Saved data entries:
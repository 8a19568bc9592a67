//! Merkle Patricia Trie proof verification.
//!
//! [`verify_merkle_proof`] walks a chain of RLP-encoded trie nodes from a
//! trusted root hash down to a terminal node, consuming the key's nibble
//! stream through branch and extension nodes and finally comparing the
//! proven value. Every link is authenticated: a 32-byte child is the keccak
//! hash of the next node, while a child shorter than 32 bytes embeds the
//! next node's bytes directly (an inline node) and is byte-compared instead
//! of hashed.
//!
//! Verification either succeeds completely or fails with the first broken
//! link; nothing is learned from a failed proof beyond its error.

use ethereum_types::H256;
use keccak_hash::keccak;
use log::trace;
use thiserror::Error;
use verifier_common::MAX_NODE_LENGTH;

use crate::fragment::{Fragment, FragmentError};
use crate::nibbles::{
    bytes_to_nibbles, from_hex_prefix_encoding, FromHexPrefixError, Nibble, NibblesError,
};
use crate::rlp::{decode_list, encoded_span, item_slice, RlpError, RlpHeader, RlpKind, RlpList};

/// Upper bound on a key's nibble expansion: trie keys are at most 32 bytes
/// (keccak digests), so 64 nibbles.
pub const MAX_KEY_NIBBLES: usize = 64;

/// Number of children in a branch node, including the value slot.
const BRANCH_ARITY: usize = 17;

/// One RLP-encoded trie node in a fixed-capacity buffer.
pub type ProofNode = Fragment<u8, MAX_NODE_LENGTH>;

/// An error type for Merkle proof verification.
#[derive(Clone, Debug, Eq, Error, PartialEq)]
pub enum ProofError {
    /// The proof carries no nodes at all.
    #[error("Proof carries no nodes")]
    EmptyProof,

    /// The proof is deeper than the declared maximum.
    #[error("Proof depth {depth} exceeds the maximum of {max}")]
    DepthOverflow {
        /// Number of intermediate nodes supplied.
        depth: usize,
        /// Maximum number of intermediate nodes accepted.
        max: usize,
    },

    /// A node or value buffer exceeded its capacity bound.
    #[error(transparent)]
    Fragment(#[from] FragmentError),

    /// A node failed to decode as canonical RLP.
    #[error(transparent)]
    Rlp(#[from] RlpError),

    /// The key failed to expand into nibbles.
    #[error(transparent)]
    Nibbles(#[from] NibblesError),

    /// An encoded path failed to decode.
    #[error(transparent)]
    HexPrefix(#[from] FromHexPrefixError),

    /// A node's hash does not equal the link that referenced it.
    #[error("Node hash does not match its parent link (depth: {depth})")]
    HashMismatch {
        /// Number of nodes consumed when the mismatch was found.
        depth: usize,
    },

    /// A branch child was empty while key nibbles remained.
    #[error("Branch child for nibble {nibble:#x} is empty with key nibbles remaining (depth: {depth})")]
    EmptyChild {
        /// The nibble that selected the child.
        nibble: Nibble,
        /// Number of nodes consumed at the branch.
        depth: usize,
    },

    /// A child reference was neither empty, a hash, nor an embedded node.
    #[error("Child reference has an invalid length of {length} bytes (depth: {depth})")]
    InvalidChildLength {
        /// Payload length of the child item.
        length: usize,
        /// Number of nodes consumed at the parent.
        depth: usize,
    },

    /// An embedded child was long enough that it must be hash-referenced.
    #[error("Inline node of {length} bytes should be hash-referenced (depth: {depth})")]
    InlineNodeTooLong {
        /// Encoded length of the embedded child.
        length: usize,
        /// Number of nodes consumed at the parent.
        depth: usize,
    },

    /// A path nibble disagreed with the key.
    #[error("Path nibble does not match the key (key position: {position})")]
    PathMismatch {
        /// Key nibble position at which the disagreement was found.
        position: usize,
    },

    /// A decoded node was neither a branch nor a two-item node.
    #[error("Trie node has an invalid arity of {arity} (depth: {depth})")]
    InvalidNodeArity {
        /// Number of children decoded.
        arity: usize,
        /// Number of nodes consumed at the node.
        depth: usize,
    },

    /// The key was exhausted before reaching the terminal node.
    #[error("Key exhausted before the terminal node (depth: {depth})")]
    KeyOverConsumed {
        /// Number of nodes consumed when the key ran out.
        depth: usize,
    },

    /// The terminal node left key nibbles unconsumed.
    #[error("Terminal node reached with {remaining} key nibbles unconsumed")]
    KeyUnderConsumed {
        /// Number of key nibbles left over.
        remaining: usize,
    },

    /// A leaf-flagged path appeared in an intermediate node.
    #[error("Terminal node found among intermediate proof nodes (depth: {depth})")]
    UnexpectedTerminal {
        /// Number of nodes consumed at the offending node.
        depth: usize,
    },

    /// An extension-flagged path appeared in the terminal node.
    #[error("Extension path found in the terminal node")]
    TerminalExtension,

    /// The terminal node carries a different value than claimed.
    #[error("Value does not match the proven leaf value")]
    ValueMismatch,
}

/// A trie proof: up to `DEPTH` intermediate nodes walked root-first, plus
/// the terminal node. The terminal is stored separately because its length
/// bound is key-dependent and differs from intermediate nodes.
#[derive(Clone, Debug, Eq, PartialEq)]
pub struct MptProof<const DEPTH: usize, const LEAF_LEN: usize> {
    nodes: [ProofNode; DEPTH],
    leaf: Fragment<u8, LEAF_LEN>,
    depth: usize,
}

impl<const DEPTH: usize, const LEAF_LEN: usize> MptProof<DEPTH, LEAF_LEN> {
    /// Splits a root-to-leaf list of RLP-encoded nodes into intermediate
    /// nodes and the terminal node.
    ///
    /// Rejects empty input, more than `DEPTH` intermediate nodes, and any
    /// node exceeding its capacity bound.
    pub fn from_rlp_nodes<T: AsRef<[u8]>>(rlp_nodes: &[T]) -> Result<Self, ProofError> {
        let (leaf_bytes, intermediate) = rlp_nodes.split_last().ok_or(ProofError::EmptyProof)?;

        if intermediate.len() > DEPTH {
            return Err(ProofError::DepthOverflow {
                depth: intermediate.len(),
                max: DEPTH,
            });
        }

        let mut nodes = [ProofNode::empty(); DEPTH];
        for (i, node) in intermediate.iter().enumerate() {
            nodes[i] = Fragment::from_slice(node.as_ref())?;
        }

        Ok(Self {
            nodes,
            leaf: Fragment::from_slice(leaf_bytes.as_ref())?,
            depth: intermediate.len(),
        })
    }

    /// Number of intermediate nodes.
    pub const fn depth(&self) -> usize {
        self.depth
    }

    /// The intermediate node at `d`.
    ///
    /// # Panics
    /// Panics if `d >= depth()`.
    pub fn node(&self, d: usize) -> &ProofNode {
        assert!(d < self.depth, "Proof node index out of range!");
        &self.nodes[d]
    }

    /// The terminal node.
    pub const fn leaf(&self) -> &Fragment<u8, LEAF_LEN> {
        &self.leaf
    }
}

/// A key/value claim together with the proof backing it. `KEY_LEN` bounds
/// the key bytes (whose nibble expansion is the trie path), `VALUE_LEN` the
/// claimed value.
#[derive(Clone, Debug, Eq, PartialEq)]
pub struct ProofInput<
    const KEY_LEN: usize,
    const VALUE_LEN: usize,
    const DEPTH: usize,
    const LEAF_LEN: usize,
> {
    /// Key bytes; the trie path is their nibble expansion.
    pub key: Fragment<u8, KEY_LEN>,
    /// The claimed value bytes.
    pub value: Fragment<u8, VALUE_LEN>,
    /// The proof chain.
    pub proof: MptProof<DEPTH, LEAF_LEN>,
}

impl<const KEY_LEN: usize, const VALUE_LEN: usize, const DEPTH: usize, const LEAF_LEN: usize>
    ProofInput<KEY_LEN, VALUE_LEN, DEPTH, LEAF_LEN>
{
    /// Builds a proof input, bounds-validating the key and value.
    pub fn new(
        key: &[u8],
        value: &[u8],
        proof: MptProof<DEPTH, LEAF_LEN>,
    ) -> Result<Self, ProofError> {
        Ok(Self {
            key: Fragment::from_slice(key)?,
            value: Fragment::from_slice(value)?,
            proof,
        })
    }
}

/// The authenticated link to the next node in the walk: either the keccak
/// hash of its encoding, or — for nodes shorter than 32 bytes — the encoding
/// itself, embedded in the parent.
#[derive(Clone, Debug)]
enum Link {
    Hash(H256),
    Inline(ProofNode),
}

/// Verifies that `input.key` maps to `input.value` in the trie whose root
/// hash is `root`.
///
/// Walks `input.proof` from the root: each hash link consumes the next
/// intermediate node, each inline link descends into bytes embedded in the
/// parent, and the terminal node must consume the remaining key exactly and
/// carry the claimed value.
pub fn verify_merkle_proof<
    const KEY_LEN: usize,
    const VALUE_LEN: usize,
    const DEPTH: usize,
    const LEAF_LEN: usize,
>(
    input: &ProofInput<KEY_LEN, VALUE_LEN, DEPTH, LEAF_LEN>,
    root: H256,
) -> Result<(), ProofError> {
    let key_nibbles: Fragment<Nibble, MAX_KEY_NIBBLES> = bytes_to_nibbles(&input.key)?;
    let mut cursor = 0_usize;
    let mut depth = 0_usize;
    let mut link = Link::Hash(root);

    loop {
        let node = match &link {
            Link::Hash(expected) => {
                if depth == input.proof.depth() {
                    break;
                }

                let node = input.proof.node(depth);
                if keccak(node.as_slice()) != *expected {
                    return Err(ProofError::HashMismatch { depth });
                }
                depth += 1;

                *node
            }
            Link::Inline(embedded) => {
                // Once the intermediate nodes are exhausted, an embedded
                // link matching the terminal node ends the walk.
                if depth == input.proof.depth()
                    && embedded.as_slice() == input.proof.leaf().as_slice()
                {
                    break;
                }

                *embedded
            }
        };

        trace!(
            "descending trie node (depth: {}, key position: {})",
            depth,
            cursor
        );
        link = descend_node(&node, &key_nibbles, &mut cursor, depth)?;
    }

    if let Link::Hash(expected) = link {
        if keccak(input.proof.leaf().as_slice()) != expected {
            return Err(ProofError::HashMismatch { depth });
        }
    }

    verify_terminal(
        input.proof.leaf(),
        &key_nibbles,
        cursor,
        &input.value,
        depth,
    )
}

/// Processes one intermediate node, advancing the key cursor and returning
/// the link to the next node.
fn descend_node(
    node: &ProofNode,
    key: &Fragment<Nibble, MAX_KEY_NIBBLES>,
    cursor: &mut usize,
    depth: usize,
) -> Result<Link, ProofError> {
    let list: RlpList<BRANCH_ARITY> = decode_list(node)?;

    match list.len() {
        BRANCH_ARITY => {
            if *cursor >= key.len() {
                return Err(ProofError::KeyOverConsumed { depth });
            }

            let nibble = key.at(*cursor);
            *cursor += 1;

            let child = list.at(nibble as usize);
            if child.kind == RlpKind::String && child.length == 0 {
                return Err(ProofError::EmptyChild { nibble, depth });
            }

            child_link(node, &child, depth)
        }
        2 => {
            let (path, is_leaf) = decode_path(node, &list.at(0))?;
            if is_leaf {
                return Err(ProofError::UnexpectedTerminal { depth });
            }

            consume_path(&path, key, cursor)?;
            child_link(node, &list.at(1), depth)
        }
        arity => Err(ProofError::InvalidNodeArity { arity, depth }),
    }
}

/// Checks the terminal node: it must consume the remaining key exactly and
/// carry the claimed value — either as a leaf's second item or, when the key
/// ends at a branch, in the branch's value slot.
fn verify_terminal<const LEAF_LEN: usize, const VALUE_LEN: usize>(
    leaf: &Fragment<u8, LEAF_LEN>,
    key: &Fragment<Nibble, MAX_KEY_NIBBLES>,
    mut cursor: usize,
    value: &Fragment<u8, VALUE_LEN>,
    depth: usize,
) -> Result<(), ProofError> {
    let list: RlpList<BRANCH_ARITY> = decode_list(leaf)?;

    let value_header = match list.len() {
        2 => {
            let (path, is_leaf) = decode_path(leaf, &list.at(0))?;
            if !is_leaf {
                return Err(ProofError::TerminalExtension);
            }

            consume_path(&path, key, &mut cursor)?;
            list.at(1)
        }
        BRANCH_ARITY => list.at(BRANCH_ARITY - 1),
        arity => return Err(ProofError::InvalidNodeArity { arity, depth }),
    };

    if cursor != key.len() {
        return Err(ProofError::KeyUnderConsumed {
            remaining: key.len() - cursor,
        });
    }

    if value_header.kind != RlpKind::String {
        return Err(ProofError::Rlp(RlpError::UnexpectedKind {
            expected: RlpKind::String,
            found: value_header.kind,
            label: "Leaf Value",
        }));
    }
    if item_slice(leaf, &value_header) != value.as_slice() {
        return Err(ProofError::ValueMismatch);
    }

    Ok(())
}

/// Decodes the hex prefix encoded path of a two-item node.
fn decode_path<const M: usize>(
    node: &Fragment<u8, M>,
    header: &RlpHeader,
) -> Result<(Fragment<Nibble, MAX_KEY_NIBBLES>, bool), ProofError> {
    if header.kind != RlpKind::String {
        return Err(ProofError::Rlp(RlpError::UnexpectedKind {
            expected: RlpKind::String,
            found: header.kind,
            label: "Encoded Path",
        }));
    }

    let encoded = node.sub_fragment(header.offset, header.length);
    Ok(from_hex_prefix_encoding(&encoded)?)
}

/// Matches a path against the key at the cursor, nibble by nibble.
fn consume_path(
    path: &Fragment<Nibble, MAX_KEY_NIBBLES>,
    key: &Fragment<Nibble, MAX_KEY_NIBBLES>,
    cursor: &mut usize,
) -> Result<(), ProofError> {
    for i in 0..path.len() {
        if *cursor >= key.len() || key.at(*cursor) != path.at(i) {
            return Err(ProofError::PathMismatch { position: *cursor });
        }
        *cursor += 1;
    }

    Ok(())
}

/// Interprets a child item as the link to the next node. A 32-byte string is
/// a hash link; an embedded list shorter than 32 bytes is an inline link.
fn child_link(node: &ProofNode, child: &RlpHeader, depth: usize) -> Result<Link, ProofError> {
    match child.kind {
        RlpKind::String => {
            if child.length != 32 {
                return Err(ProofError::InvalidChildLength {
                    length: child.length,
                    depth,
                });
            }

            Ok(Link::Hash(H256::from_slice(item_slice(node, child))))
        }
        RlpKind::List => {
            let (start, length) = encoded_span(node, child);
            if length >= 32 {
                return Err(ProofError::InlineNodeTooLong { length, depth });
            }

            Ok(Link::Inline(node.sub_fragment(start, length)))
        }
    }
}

| TASK BRIEF |
Say, as a single number, how many lines of the records hold the word "InvalidNodeArity".

| TASK RESPONSE |
3